Freemyer was among nine oil field workers who died in the past five years while working at crude oil production tanks and measuring the level of oil or other byproducts in tanks. Last year, the family of a worker who died in North Dakota under similar circumstances was awarded death benefits in a ruling by that state's Supreme Court.
Originally, all the workers were thought to have died from natural causes or because of underlying health problems, which meant work-related death benefits weren't awarded.
The exposure happens when hatches on production tanks are opened manually and a plume of hydrocarbon gases and vapors are released under high pressure.
Those who are exposed can suffer from disorientation and, in some cases, sudden death.

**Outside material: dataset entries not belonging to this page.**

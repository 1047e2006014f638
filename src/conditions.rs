//! Turns an [`Observation`] into display-ready readings.
//!
//! Every field either carries a rounded value or a fixed placeholder. The
//! placeholders differ per field because the dashboard has always shown them
//! that way: a missing temperature reads `0`, a missing wind chill `N/A`, a
//! missing humidity `Null`.

use crate::config::TemperatureUnit;
use crate::nws::Observation;
use crate::units::{round_to, Speed, Temperature};
use std::fmt;

const NO_TIMESTAMP: &str = "00:00:00";
const NULL: &str = "Null";
const NOT_APPLICABLE: &str = "N/A";
const ZERO: &str = "0";
const NO_PRECIPITATION: &str = "0.00";

#[derive(Debug, Clone, PartialEq)]
pub enum Reading {
    /// A measured value, already rounded to `places` decimals.
    Value { value: f64, places: usize },
    /// A compass point.
    Label(&'static str),
    /// What to show when the station did not report the field.
    Missing(&'static str),
}

impl Reading {
    fn measured(value: f64, places: usize) -> Reading {
        Reading::Value {
            value: round_to(value, places),
            places,
        }
    }

    #[cfg(test)]
    fn value(&self) -> Option<f64> {
        match self {
            Reading::Value { value, .. } => Some(*value),
            _ => None,
        }
    }
}

impl fmt::Display for Reading {
    fn fmt(&self, f: &mut fmt::Formatter) -> fmt::Result {
        match self {
            Reading::Value { value, places } => write!(f, "{:.*}", places, value),
            Reading::Label(s) | Reading::Missing(s) => f.write_str(s),
        }
    }
}

/// A temperature in both scales; the renderer picks one.
#[derive(Debug, Clone, PartialEq)]
pub struct TemperatureReading {
    pub celsius: Reading,
    pub fahrenheit: Reading,
}

impl TemperatureReading {
    fn new(t: Option<Temperature>, missing: &'static str) -> TemperatureReading {
        match t {
            Some(t) => TemperatureReading {
                celsius: Reading::measured(t.in_celsius(), 1),
                fahrenheit: Reading::measured(t.in_fahrenheit(), 1),
            },
            None => TemperatureReading {
                celsius: Reading::Missing(missing),
                fahrenheit: Reading::Missing(missing),
            },
        }
    }

    pub fn in_unit(&self, unit: TemperatureUnit) -> &Reading {
        match unit {
            TemperatureUnit::Fahrenheit => &self.fahrenheit,
            TemperatureUnit::Celsius => &self.celsius,
        }
    }
}

#[derive(Debug, Clone, PartialEq)]
pub struct Conditions {
    pub timestamp: String,
    pub description: String,
    pub icon: String,
    pub temperature: TemperatureReading,
    pub humidity: Reading,
    pub wind_chill: TemperatureReading,
    pub heat_index: TemperatureReading,
    pub dewpoint: TemperatureReading,
    pub precipitation: Reading,
    /// Miles per hour.
    pub wind_speed: Reading,
    /// Miles per hour.
    pub wind_gust: Reading,
    pub wind_direction: Reading,
}

fn mph(speed: Option<Speed>) -> Reading {
    speed.map_or(Reading::Missing(ZERO), |s| {
        Reading::measured(s.in_miles_per_hour(), 2)
    })
}

fn text(s: &Option<String>, missing: &str) -> String {
    s.clone().unwrap_or_else(|| missing.to_string())
}

impl From<&Observation> for Conditions {
    fn from(obs: &Observation) -> Conditions {
        Conditions {
            timestamp: text(&obs.timestamp, NO_TIMESTAMP),
            description: text(&obs.description, NULL),
            icon: text(&obs.icon, NULL),
            temperature: TemperatureReading::new(obs.temperature, ZERO),
            humidity: obs
                .humidity
                .map_or(Reading::Missing(NULL), |h| Reading::measured(h, 1)),
            wind_chill: TemperatureReading::new(obs.wind_chill, NOT_APPLICABLE),
            heat_index: TemperatureReading::new(obs.heat_index, NOT_APPLICABLE),
            dewpoint: TemperatureReading::new(obs.dewpoint, ZERO),
            precipitation: obs
                .precipitation_last_6_hours
                .map_or(Reading::Missing(NO_PRECIPITATION), |p| {
                    Reading::measured(p, 2)
                }),
            wind_speed: mph(obs.wind_speed),
            wind_gust: mph(obs.wind_gust),
            wind_direction: obs
                .wind_direction
                .map_or(Reading::Missing(ZERO), |b| Reading::Label(b.to_compass())),
        }
    }
}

Cannici ruled correctly in awarding full death benefits to Connie Freemyer and to deny allegations that Jim Freemyer violated safety rules, Busch said.
"Had those allegations been successful, Mrs. Freemyer's benefits would have been cut by 50 percent," Busch said.
Now or Never Trucking declined to comment. Singer said there was evidence Freemyer had pre-existing health conditions and did not follow safety protocols.
Still, she said the company will not appeal.
"Our priority right now is taking care of Ms. Freemyer and making sure that she receives her compensation promptly," Singer said.